The government is reportedly planning to allocate up to INR 40,000 crore for an upcoming electronics component manufacturing initiative, which is anticipated to be introduced later this year. According to a report, the government expects that the successful applicants under this scheme will collectively invest approximately INR 82,000 crore.
The overall value of the electronic components produced by these companies is projected to fall between INR 1.95 lakh crore and INR 2 lakh crore over the duration of the scheme. Out of the proposed INR 40,000 crore allocation, it is expected that around INR 19,800 crore will be set aside for operational expenditure (opex) subsidies, while approximately INR 13,000 crore will be earmarked for capital expenditure (capex) subsidies.
An anonymous official, cited by the same publication, revealed that the remaining funds—nearly INR 12,000 crore—might be distributed as a blend of both capex and opex subsidies, with the specific allocation details to be finalized at a later stage. Earlier, the government informed Parliament that as of June 30, an investment of INR 8,803.14 crore had already been made under the SPECS.
MeitY may implement a three-pronged strategy for offering incentives under this plan, which could be provided as capex subsidies, opex subsidies, or a combination of both. The report indicates that companies involved in the production of non-solder masked passive components, flexible printed circuit board assemblies (PCBAs), and sub-assembly display and camera modules are likely to be eligible only for operational expenditure subsidies.

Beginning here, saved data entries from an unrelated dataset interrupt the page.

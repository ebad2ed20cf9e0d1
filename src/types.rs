use std::{
    fmt,
    hash::{Hash, Hasher},
};

use chrono::NaiveDate;
use serde::{Deserialize, Serialize};
use tabled::Tabled;

const SPOTIFY_TRACK_URI_PREFIX: &str = "spotify:track:";

/// Genre tag attached to a discovered release.
#[derive(Debug, Clone, Copy, Default, PartialEq, Eq, Hash, clap::ValueEnum)]
pub enum Genre {
    Unknown,
    #[default]
    Hardstyle,
    Hardcore,
}

impl Genre {
    /// Value of the listing filter some sources accept, `None` means unfiltered.
    pub fn query_value(&self) -> Option<&'static str> {
        match self {
            Genre::Unknown => None,
            Genre::Hardstyle => Some("Hardstyle"),
            Genre::Hardcore => Some("Hardcore"),
        }
    }
}

/// A release discovered on one of the listing sites.
///
/// Two records are the same track when `title` and `artist_name` are equal,
/// byte for byte. Date, genre and external id do not take part in equality,
/// so a set of records keeps one entry per title/artist pair.
#[derive(Debug, Clone)]
pub struct TrackRecord {
    pub title: String,
    pub artist_name: String,
    pub release_date: Option<NaiveDate>,
    pub genre: Genre,
    pub external_id: Option<String>,
}

impl TrackRecord {
    pub fn new(title: impl Into<String>, artist_name: impl Into<String>) -> Self {
        Self {
            title: title.into(),
            artist_name: artist_name.into(),
            release_date: None,
            genre: Genre::default(),
            external_id: None,
        }
    }

    pub fn with_release_date(mut self, release_date: NaiveDate) -> Self {
        self.release_date = Some(release_date);
        self
    }

    pub fn with_genre(mut self, genre: Genre) -> Self {
        self.genre = genre;
        self
    }

    pub fn with_external_id(mut self, external_id: impl Into<String>) -> Self {
        self.external_id = Some(external_id.into());
        self
    }
}

impl PartialEq for TrackRecord {
    fn eq(&self, other: &Self) -> bool {
        self.title == other.title && self.artist_name == other.artist_name
    }
}

impl Eq for TrackRecord {}

impl Hash for TrackRecord {
    fn hash<H: Hasher>(&self, state: &mut H) {
        self.title.hash(state);
        self.artist_name.hash(state);
    }
}

impl fmt::Display for TrackRecord {
    fn fmt(&self, f: &mut fmt::Formatter<'_>) -> fmt::Result {
        if self.artist_name.is_empty() {
            write!(f, "{}", self.title)
        } else {
            write!(f, "{} - {}", self.artist_name, self.title)
        }
    }
}

/// One entry of the target playlist, identified only by its track identifier.
#[derive(Debug, Clone, PartialEq, Eq, Hash, PartialOrd, Ord)]
pub struct PlaylistItem {
    id: String,
}

impl PlaylistItem {
    pub fn new(id: impl Into<String>) -> Self {
        Self { id: id.into() }
    }

    /// Builds an item from any of the ways Spotify tracks get referenced.
    ///
    /// Accepts a `spotify:track:<id>` URI, an `https://open.spotify.com/track/<id>?si=..`
    /// link (optionally with an `intl-xx` segment) or a bare track id. The
    /// result always uses the URI form, which is what the playlist endpoints
    /// return. Anything else, such as album links or empty strings, is `None`.
    pub fn from_spotify_ref(reference: &str) -> Option<Self> {
        let reference = reference.trim();

        let id = if let Some(id) = reference.strip_prefix(SPOTIFY_TRACK_URI_PREFIX) {
            id
        } else if let Some(rest) = strip_open_spotify(reference) {
            let path = rest.split(['?', '#']).next().unwrap_or(rest);
            let mut segments = path.split('/').filter(|s| !s.is_empty());
            let mut kind = segments.next()?;
            if kind.starts_with("intl-") {
                kind = segments.next()?;
            }
            if kind != "track" {
                return None;
            }
            let id = segments.next()?;
            if segments.next().is_some() {
                return None;
            }
            id
        } else {
            reference
        };

        is_track_id(id).then(|| Self::new(format!("{SPOTIFY_TRACK_URI_PREFIX}{id}")))
    }

    pub fn id(&self) -> &str {
        &self.id
    }
}

fn strip_open_spotify(reference: &str) -> Option<&str> {
    ["https://open.spotify.com/", "http://open.spotify.com/", "open.spotify.com/"]
        .iter()
        .find_map(|prefix| reference.strip_prefix(prefix))
}

/// Spotify ids are base62.
fn is_track_id(id: &str) -> bool {
    !id.is_empty() && id.chars().all(|c| c.is_ascii_alphanumeric())
}

impl fmt::Display for PlaylistItem {
    fn fmt(&self, f: &mut fmt::Formatter<'_>) -> fmt::Result {
        f.write_str(&self.id)
    }
}

/// Structured search terms for one track.
#[derive(Debug, Clone, PartialEq, Eq)]
pub struct TrackQuery {
    pub title: String,
    pub artist: String,
}

impl TrackQuery {
    pub fn for_track(track: &TrackRecord) -> Self {
        Self {
            title: track.title.clone(),
            artist: track.artist_name.clone(),
        }
    }

    /// Field-filtered query string, `artist:` is left out for unknown artists.
    pub fn to_query_string(&self) -> String {
        if self.artist.trim().is_empty() {
            format!("track:{}", self.title)
        } else {
            format!("track:{} artist:{}", self.title, self.artist)
        }
    }
}

impl fmt::Display for TrackQuery {
    fn fmt(&self, f: &mut fmt::Formatter<'_>) -> fmt::Result {
        f.write_str(&self.to_query_string())
    }
}

/// A search hit as the resolver sees it.
#[derive(Debug, Clone, PartialEq, Eq)]
pub struct SearchCandidate {
    pub identifier: String,
    pub release_date: Option<String>,
}

#[derive(Debug, Clone, Serialize, Deserialize)]
pub struct Token {
    pub access_token: String,
    pub refresh_token: String,
    pub scope: String,
    pub expires_in: u64,
    pub obtained_at: u64,
}

#[derive(Debug, Clone, Deserialize)]
pub struct TokenResponse {
    pub access_token: String,
    pub refresh_token: Option<String>,
    pub scope: Option<String>,
    pub expires_in: Option<u64>,
}

#[derive(Debug, Clone, Deserialize)]
pub struct PlaylistTracksResponse {
    pub items: Vec<PlaylistTrackEntry>,
    pub next: Option<String>,
}

#[derive(Debug, Clone, Deserialize)]
pub struct PlaylistTrackEntry {
    pub track: Option<TrackRef>,
}

#[derive(Debug, Clone, Deserialize)]
pub struct TrackRef {
    pub uri: String,
}

#[derive(Debug, Clone, Deserialize)]
pub struct SearchResponse {
    pub tracks: SearchTracks,
}

#[derive(Debug, Clone, Deserialize)]
pub struct SearchTracks {
    pub items: Vec<SearchTrack>,
}

#[derive(Debug, Clone, Deserialize)]
pub struct SearchTrack {
    pub uri: String,
    pub name: String,
    pub album: SearchAlbum,
}

#[derive(Debug, Clone, Deserialize)]
pub struct SearchAlbum {
    pub release_date: Option<String>,
    pub release_date_precision: Option<String>,
}

#[derive(Debug, Clone, Serialize)]
pub struct AddTracksRequest {
    pub uris: Vec<String>,
}

#[derive(Debug, Clone, Serialize)]
pub struct RemoveTracksRequest {
    pub tracks: Vec<TrackRefPayload>,
}

#[derive(Debug, Clone, Serialize)]
pub struct TrackRefPayload {
    pub uri: String,
}

#[derive(Tabled)]
pub struct PlanTableRow {
    pub action: String,
    pub track: String,
}
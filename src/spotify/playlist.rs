use std::collections::HashSet;

use crate::{
    error::ServiceError,
    types::{
        AddTracksRequest, PlaylistItem, PlaylistTracksResponse, RemoveTracksRequest,
        TrackRefPayload,
    },
};

use super::{SpotifyClient, batches};

/// Retrieves every track of the target playlist.
///
/// Follows the `next` links until the last page. Entries without a track
/// (removed or local files) are skipped.
pub async fn get_items(client: &SpotifyClient) -> Result<HashSet<PlaylistItem>, ServiceError> {
    let mut items = HashSet::new();
    let mut next = Some(format!(
        "{url}?fields=items(track(uri)),next&limit=100",
        url = client.playlist_tracks_url()
    ));

    while let Some(url) = next {
        let page = client
            .send(|http| http.get(&url))
            .await?
            .json::<PlaylistTracksResponse>()
            .await
            .map_err(|e| ServiceError::Decode(e.to_string()))?;

        items.extend(
            page.items
                .into_iter()
                .filter_map(|entry| entry.track)
                .map(|track| PlaylistItem::new(track.uri)),
        );
        next = page.next;
    }

    Ok(items)
}

pub async fn add_items(
    client: &SpotifyClient,
    items: &HashSet<PlaylistItem>,
) -> Result<(), ServiceError> {
    let url = client.playlist_tracks_url();
    for uris in batches(items) {
        let body = AddTracksRequest { uris };
        client.send(|http| http.post(&url).json(&body)).await?;
    }
    Ok(())
}

pub async fn remove_items(
    client: &SpotifyClient,
    items: &HashSet<PlaylistItem>,
) -> Result<(), ServiceError> {
    let url = client.playlist_tracks_url();
    for uris in batches(items) {
        let body = RemoveTracksRequest {
            tracks: uris.into_iter().map(|uri| TrackRefPayload { uri }).collect(),
        };
        client.send(|http| http.delete(&url).json(&body)).await?;
    }
    Ok(())
}
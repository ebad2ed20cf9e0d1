//! # Site Adapters
//!
//! Every supported release listing is a [`SiteAdapter`]: it fetches a bounded
//! window of recent tracks from its source and returns them deduplicated.
//! Adapters do not talk HTTP themselves, they get a [`PageFetcher`] injected;
//! [`HttpFetcher`] is the production one and wraps every request in the
//! retry policy.
//!
//! HTML is parsed in synchronous helpers that return plain data, so a parsed
//! document never lives across an `.await`.

pub mod hardstylecom;
pub mod releasehardstyle;

use std::{collections::HashSet, time::Duration};

use async_trait::async_trait;
use chrono::NaiveDate;
use reqwest::Client;
use ::scraper::{ElementRef, Selector};
use tokio::time::sleep;

pub use hardstylecom::HardstyleDotCom;
pub use releasehardstyle::ReleaseHardstyle;

use crate::{
    error::{FetchError, ScrapeError},
    types::TrackRecord,
    utils::{RetryPolicy, with_retry},
};

const USER_AGENT: &str = "Mozilla/5.0 (X11; Linux x86_64; rv:120.0) Gecko/20100101 Firefox/120.0";

/// Fetches the recent tracks of one source.
#[async_trait]
pub trait SiteAdapter: Send + Sync {
    /// Human readable name of the source, used in logs and errors.
    fn name(&self) -> &'static str;

    /// Tracks released on or after `from_date`, one per title/artist pair.
    async fn fetch_tracks(&self, from_date: NaiveDate) -> Result<HashSet<TrackRecord>, ScrapeError>;
}

/// Retrieves the body of a page.
#[async_trait]
pub trait PageFetcher: Send + Sync {
    async fn fetch(&self, url: &str) -> Result<String, FetchError>;
}

/// Supported release listings.
#[derive(Debug, Clone, Copy, Default, PartialEq, Eq, clap::ValueEnum)]
pub enum Source {
    #[default]
    ReleaseHardstyle,
    HardstyleCom,
}

/// What an adapter does with an entry dated before the cutoff.
#[derive(Debug, Clone, Copy, PartialEq, Eq)]
pub enum CutoffPolicy {
    /// Drop the entry and carry on with the next one.
    SkipOlder,
    /// Drop the entry and every entry after it; for listings sorted newest first.
    StopAtOlder,
}

#[derive(Debug, Clone, Copy, PartialEq, Eq)]
pub enum CutoffDecision {
    Keep,
    Skip,
    Stop,
}

impl CutoffPolicy {
    pub fn decide(&self, release_date: NaiveDate, from_date: NaiveDate) -> CutoffDecision {
        if release_date >= from_date {
            return CutoffDecision::Keep;
        }
        match self {
            CutoffPolicy::SkipOlder => CutoffDecision::Skip,
            CutoffPolicy::StopAtOlder => CutoffDecision::Stop,
        }
    }
}

/// [`PageFetcher`] over HTTP with retries and a politeness delay.
#[derive(Debug, Clone)]
pub struct HttpFetcher {
    client: Client,
    policy: RetryPolicy,
    pace: Duration,
}

impl HttpFetcher {
    pub fn new(policy: RetryPolicy, pace: Duration) -> Result<Self, reqwest::Error> {
        let client = Client::builder()
            .user_agent(USER_AGENT)
            .timeout(Duration::from_secs(30))
            .build()?;
        Ok(Self {
            client,
            policy,
            pace,
        })
    }
}

#[async_trait]
impl PageFetcher for HttpFetcher {
    async fn fetch(&self, url: &str) -> Result<String, FetchError> {
        if !self.pace.is_zero() {
            sleep(self.pace).await;
        }

        let client = &self.client;
        with_retry(&self.policy, url, || async move {
            let response = client.get(url).send().await?.error_for_status()?;
            response.text().await
        })
        .await
        .map_err(|e| FetchError {
            url: url.to_string(),
            source: Box::new(e),
        })
    }
}

/// Collapses records with the same title and artist, first one wins.
pub fn dedup(tracks: impl IntoIterator<Item = TrackRecord>) -> HashSet<TrackRecord> {
    let mut set = HashSet::new();
    for track in tracks {
        set.insert(track);
    }
    set
}

pub(crate) fn selector(css: &str) -> Result<Selector, ScrapeError> {
    Selector::parse(css).map_err(|e| ScrapeError::Selector(format!("{css}: {e}")))
}

/// Text content of an element with surrounding whitespace removed.
pub(crate) fn element_text(element: &ElementRef) -> String {
    element.text().collect::<String>().trim().to_string()
}

/// Artist of a listing entry.
///
/// Prefers the `title` attribute of the highlighted link inside the artist
/// container, otherwise uses the container text.
pub(crate) fn extract_artist(
    entry: &ElementRef,
    container_css: &str,
    highlight_css: &str,
) -> Result<String, ScrapeError> {
    let container_selector = selector(container_css)?;
    let highlight_selector = selector(highlight_css)?;

    let container = entry
        .select(&container_selector)
        .next()
        .ok_or(ScrapeError::MissingField {
            field: "artist container",
            context: container_css.to_string(),
        })?;

    let highlighted = container
        .select(&highlight_selector)
        .next()
        .and_then(|a| a.value().attr("title"))
        .map(|t| t.trim().to_string());

    Ok(highlighted.unwrap_or_else(|| element_text(&container)))
}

Conversely, manufacturers of lithium-ion cells for electronics might be limited to receiving capital expenditure subsidies. Additionally, companies producing printed circuit boards (PCBs) with eight or more layers may qualify for both opex and capex subsidies.
Unlike the Production Linked Incentive (PLI) schemes, the focus of this new initiative is to encourage companies to maximize their sourcing from within the country. An official mentioned that in certain components, such as non-solder masked passive components, there is optimism that domestic value addition could reach as high as 65%.
Meanwhile, the PLI scheme for large-scale electronics manufacturing, which offers incentives ranging from 3% to 6% on the incremental sales of electronics manufactured in India over a five-year period, had attracted an investment of INR 8,390 crore by June 30.
This scheme has facilitated the production of electronics worth INR 5,14,960 crore to date. Launched on April 1, 2020, the PLI scheme is designed to stimulate domestic manufacturing and attract investment into the mobile phone value chain, including electronic components and semiconductor packaging.